Scaffold, anchoring, and adaptor proteins coordinate the assembly and localization of signaling complexes providing efficiency and specificity in signal transduction. The PKA, PKC, and protein phosphatase-2B/calcineurin (CaN) scaffold protein A-kinase anchoring protein (AKAP) 79 is localized to excitatory neuronal synapses where it is recruited to glutamate receptors by interactions with membrane-associated guanylate kinase (MAGUK) scaffold proteins. Anchored PKA and CaN in these complexes could have important functions in regulating glutamate receptors in synaptic plasticity. However, direct evidence for the assembly of complexes containing PKA, CaN, AKAP79, and MAGUKs in intact cells has not been available. In this report, we use immunofluorescence and fluorescence resonance energy transfer (FRET) microscopy to demonstrate membrane cytoskeleton-localized assembly of this complex. Using FRET, we directly observed binding of CaN catalytic A subunit (CaNA) and PKA-RII subunits to membrane-targeted AKAP79. We also detected FRET between CaNA and PKA-RII bound simultaneously to AKAP79 within 50 A of each other, thus providing the first direct evidence of a ternary kinase-scaffold-phosphatase complex in living cells.

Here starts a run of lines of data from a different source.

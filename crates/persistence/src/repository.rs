use anyhow::{Context, Result};
use chrono::Utc;
use moodplay_core::{Mood, Song, SongId};
use sqlx::sqlite::SqliteRow;
use sqlx::{Row, SqlitePool};

/// Fields of a song before it has been stored
#[derive(Clone, Debug)]
pub struct NewSong {
    pub title: String,
    pub artist: String,
    pub mood: Mood,
    pub audio_url: String,
    pub cover_url: String,
}

/// Repository for song catalog operations
#[derive(Clone)]
pub struct SongRepository {
    pool: SqlitePool,
}

impl SongRepository {
    pub fn new(pool: SqlitePool) -> Self {
        Self { pool }
    }

    /// Insert a song, assigning it a fresh id
    pub async fn create(&self, song: &NewSong) -> Result<Song> {
        let id = uuid::Uuid::new_v4().simple().to_string();
        let now = Utc::now().timestamp();

        sqlx::query(
            "INSERT INTO song (id, title, artist, mood, audio_url, cover_url, created_at) VALUES (?, ?, ?, ?, ?, ?, ?)",
        )
        .bind(&id)
        .bind(&song.title)
        .bind(&song.artist)
        .bind(song.mood.as_str())
        .bind(&song.audio_url)
        .bind(&song.cover_url)
        .bind(now)
        .execute(&self.pool)
        .await?;

        Ok(Song {
            id: SongId::new(id),
            title: song.title.clone(),
            artist: song.artist.clone(),
            mood: song.mood,
            audio_url: song.audio_url.clone(),
            cover_url: song.cover_url.clone(),
        })
    }

    pub async fn get_by_id(&self, id: &SongId) -> Result<Option<Song>> {
        let row = sqlx::query(
            "SELECT id, title, artist, mood, audio_url, cover_url FROM song WHERE id = ?",
        )
        .bind(id.as_str())
        .fetch_optional(&self.pool)
        .await?;

        row.map(|r| song_from_row(&r)).transpose()
    }

    /// Every stored song in insertion order
    pub async fn list_all(&self) -> Result<Vec<Song>> {
        let rows = sqlx::query(
            "SELECT id, title, artist, mood, audio_url, cover_url FROM song ORDER BY created_at, rowid",
        )
        .fetch_all(&self.pool)
        .await?;

        rows.iter().map(song_from_row).collect()
    }

    /// Songs whose mood equals `mood_key` exactly, in insertion order
    ///
    /// Takes the raw key so an unknown mood simply matches nothing.
    pub async fn list_by_mood(&self, mood_key: &str) -> Result<Vec<Song>> {
        let rows = sqlx::query(
            "SELECT id, title, artist, mood, audio_url, cover_url FROM song WHERE mood = ? ORDER BY created_at, rowid",
        )
        .bind(mood_key)
        .fetch_all(&self.pool)
        .await?;

        rows.iter().map(song_from_row).collect()
    }
}

fn song_from_row(r: &SqliteRow) -> Result<Song> {
    let mood: String = r.get(3);
    let mood = mood
        .parse::<Mood>()
        .with_context(|| format!("Invalid mood stored for song {}", r.get::<String, _>(0)))?;

    Ok(Song {
        id: SongId::new(r.get::<String, _>(0)),
        title: r.get(1),
        artist: r.get(2),
        mood,
        audio_url: r.get(4),
        cover_url: r.get(5),
    })
}

#[cfg(test)]
mod tests {
    use super::*;
    use crate::db::init_memory_db;

    fn new_song(title: &str, mood: Mood) -> NewSong {
        NewSong {
            title: title.to_string(),
            artist: "Artist".to_string(),
            mood,
            audio_url: format!("https://cdn.example/songs/{}.mp3", title),
            cover_url: format!("https://cdn.example/covers/{}.jpg", title),
        }
    }

    #[tokio::test]
    async fn test_create_and_get() {
        let repo = SongRepository::new(init_memory_db().await.unwrap());

        let created = repo.create(&new_song("Omw", Mood::Happy)).await.unwrap();
        let fetched = repo.get_by_id(&created.id).await.unwrap().unwrap();

        assert_eq!(created, fetched);
        assert!(repo.get_by_id(&SongId::from("missing")).await.unwrap().is_none());
    }

    #[tokio::test]
    async fn test_list_by_mood_in_insertion_order() {
        let repo = SongRepository::new(init_memory_db().await.unwrap());

        repo.create(&new_song("first", Mood::Happy)).await.unwrap();
        repo.create(&new_song("other", Mood::Sad)).await.unwrap();
        repo.create(&new_song("second", Mood::Happy)).await.unwrap();

        let happy = repo.list_by_mood("happy").await.unwrap();
        let titles: Vec<_> = happy.iter().map(|s| s.title.as_str()).collect();
        assert_eq!(titles, vec!["first", "second"]);

        assert!(repo.list_by_mood("bored").await.unwrap().is_empty());
        assert_eq!(repo.list_all().await.unwrap().len(), 3);
    }
}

This finding of AKAP-mediated PKA and CaN colocalization on a nanometer scale gives new appreciation to the level of compartmentalized signal transduction possible within scaffolds. Finally, we demonstrated AKAP79-regulated membrane localization of the MAGUK synapse-associated protein 97 (SAP97), suggesting that AKAP79 functions to organize even larger signaling complexes.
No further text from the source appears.